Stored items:
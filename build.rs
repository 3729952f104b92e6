//! Build script for infuzu-rs.
//!
//! Captures toolchain and HTTP-client versions for the User-Agent string.

use std::process::Command;

fn main() {
    let rust_version = get_rust_version().unwrap_or_else(|| "unknown".to_string());
    println!("cargo:rustc-env=INFUZU_RUSTC_VERSION={}", rust_version);

    let reqwest_version = get_locked_version("reqwest").unwrap_or_else(|| "unknown".to_string());
    println!("cargo:rustc-env=INFUZU_REQWEST_VERSION={}", reqwest_version);

    println!("cargo:rerun-if-changed=Cargo.toml");
    println!("cargo:rerun-if-changed=Cargo.lock");
}

/// Get the Rust compiler version, e.g. "1.79.0".
fn get_rust_version() -> Option<String> {
    let output = Command::new("rustc").args(["--version"]).output().ok()?;
    if !output.status.success() {
        return None;
    }
    let version_string = String::from_utf8(output.stdout).ok()?;
    // "rustc 1.79.0 (129f3b996 2024-06-10)" -> "1.79.0"
    version_string
        .split_whitespace()
        .nth(1)
        .map(|v| v.to_string())
}

/// Get the resolved version of a dependency from Cargo.lock.
fn get_locked_version(name: &str) -> Option<String> {
    let lockfile = std::fs::read_to_string("Cargo.lock").ok()?;
    let needle = format!("name = \"{}\"", name);
    let mut lines = lockfile.lines();
    while let Some(line) = lines.next() {
        if line.trim() == needle {
            let version_line = lines.next()?.trim().to_string();
            return version_line
                .strip_prefix("version = \"")
                .and_then(|rest| rest.strip_suffix('"'))
                .map(|v| v.to_string());
        }
    }
    None
}
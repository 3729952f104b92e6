//! Core record types for the chat completions endpoint.
//!
//! The type system ensures:
//! - Type-safe message construction: invalid roles and invalid content-part
//!   shapes are rejected before a request is ever built
//! - Wire-format compatibility: field aliases are applied uniformly at the
//!   serde boundary
//! - Forward compatibility: every record retains unrecognized fields in an
//!   auxiliary map and round-trips them on serialization
//!
//! ## Submodules
//!
//! | Module | Description |
//! |--------|-------------|
//! | [`request`] | Outbound message, content-part, and model-selection records |
//! | [`response`] | Inbound completion, choice, and diagnostic records |

pub mod request;
pub mod response;

pub use request::{ContentPart, Message, MessageContent, ModelParams, ModelSelector, ModelWeights, Role};
pub use response::{ChatCompletion, Choice, ChoiceMessage};
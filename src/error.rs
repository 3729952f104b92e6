use crate::transport::TransportError;
use thiserror::Error;

/// Unified error type for the Infuzu client.
///
/// Each variant corresponds to one failure cause; there is no catch-all.
/// `Api` and `Transport` are deliberately distinct: an `Api` error means the
/// server answered with a non-success status, while `Transport` means the
/// request never completed at all. The distinction matters for callers that
/// implement their own retry policy on top of this client.
#[derive(Debug, Error)]
pub enum Error {
    /// No API key available, or the version file is missing or malformed.
    #[error("Configuration error: {message}")]
    Configuration { message: String },

    /// A schema invariant was violated, either on request construction or on
    /// response parsing.
    #[error("Validation error: {message}")]
    Validation { message: String },

    /// The server responded with a non-success HTTP status.
    #[error("API error: HTTP {status}: {body}")]
    Api { status: u16, body: String },

    /// The request never reached or never returned from the server.
    #[error("Network transport error: {0}")]
    Transport(#[from] TransportError),
}

impl Error {
    /// Create a new configuration error.
    pub fn configuration(msg: impl Into<String>) -> Self {
        Error::Configuration {
            message: msg.into(),
        }
    }

    /// Create a new validation error.
    pub fn validation(msg: impl Into<String>) -> Self {
        Error::Validation {
            message: msg.into(),
        }
    }

    /// HTTP status code for `Api` errors, `None` otherwise.
    pub fn status(&self) -> Option<u16> {
        match self {
            Error::Api { status, .. } => Some(*status),
            _ => None,
        }
    }

    /// Whether the request failed before a server response was received.
    pub fn is_transport(&self) -> bool {
        matches!(self, Error::Transport(_))
    }
}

Work to complete: Each record must be repeated exactly as it appears above.

Answer section:
filename build.rs
repository 3729952f104b92e6
//! Build script for infuzu-rs.
//!
//! Captures toolchain and HTTP-client versions for the User-Agent string.

use std::process::Command;

fn main() {
    let rust_version = get_rust_version().unwrap_or_else(|| "unknown".to_string());
    println!("cargo:rustc-env=INFUZU_RUSTC_VERSION={}", rust_version);

    let reqwest_version = get_locked_version("reqwest").unwrap_or_else(|| "unknown".to_string());
    println!("cargo:rustc-env=INFUZU_REQWEST_VERSION={}", reqwest_version);

    println!("cargo:rerun-if-changed=Cargo.toml");
    println!("cargo:rerun-if-changed=Cargo.lock");
}

/// Get the Rust compiler version, e.g. "1.79.0".
fn get_rust_version() -> Option<String> {
    let output = Command::new("rustc").args(["--version"]).output().ok()?;
    if !output.status.success() {
        return None;
    }
    let version_string = String::from_utf8(output.stdout).ok()?;
    // "rustc 1.79.0 (129f3b996 2024-06-10)" -> "1.79.0"
    version_string
        .split_whitespace()
        .nth(1)
        .map(|v| v.to_string())
}

/// Get the resolved version of a dependency from Cargo.lock.
fn get_locked_version(name: &str) -> Option<String> {
    let lockfile = std::fs::read_to_string("Cargo.lock").ok()?;
    let needle = format!("name = \"{}\"", name);
    let mut lines = lockfile.lines();
    while let Some(line) = lines.next() {
        if line.trim() == needle {
            let version_line = lines.next()?.trim().to_string();
            return version_line
                .strip_prefix("version = \"")
                .and_then(|rest| rest.strip_suffix('"'))
                .map(|v| v.to_string());
        }
    }
    None
}
repository 3729952f104b92e6
//! Core record types for the chat completions endpoint.
//!
//! The type system ensures:
//! - Type-safe message construction: invalid roles and invalid content-part
//!   shapes are rejected before a request is ever built
//! - Wire-format compatibility: field aliases are applied uniformly at the
//!   serde boundary
//! - Forward compatibility: every record retains unrecognized fields in an
//!   auxiliary map and round-trips them on serialization
//!
//! ## Submodules
//!
//! | Module | Description |
//! |--------|-------------|
//! | [`request`] | Outbound message, content-part, and model-selection records |
//! | [`response`] | Inbound completion, choice, and diagnostic records |

pub mod request;
pub mod response;

pub use request::{ContentPart, Message, MessageContent, ModelParams, ModelSelector, ModelWeights, Role};
pub use response::{ChatCompletion, Choice, ChoiceMessage};
filename src/error.rs
repository 3729952f104b92e6
use crate::transport::TransportError;
use thiserror::Error;

/// Unified error type for the Infuzu client.
///
/// Each variant corresponds to one failure cause; there is no catch-all.
/// `Api` and `Transport` are deliberately distinct: an `Api` error means the
/// server answered with a non-success status, while `Transport` means the
/// request never completed at all. The distinction matters for callers that
/// implement their own retry policy on top of this client.
#[derive(Debug, Error)]
pub enum Error {
    /// No API key available, or the version file is missing or malformed.
    #[error("Configuration error: {message}")]
    Configuration { message: String },

    /// A schema invariant was violated, either on request construction or on
    /// response parsing.
    #[error("Validation error: {message}")]
    Validation { message: String },

    /// The server responded with a non-success HTTP status.
    #[error("API error: HTTP {status}: {body}")]
    Api { status: u16, body: String },

    /// The request never reached or never returned from the server.
    #[error("Network transport error: {0}")]
    Transport(#[from] TransportError),
}

impl Error {
    /// Create a new configuration error.
    pub fn configuration(msg: impl Into<String>) -> Self {
        Error::Configuration {
            message: msg.into(),
        }
    }

    /// Create a new validation error.
    pub fn validation(msg: impl Into<String>) -> Self {
        Error::Validation {
            message: msg.into(),
        }
    }

    /// HTTP status code for `Api` errors, `None` otherwise.
    pub fn status(&self) -> Option<u16> {
        match self {
            Error::Api { status, .. } => Some(*status),
            _ => None,
        }
    }

    /// Whether the request failed before a server response was received.
    pub fn is_transport(&self) -> bool {
        matches!(self, Error::Transport(_))
    }
}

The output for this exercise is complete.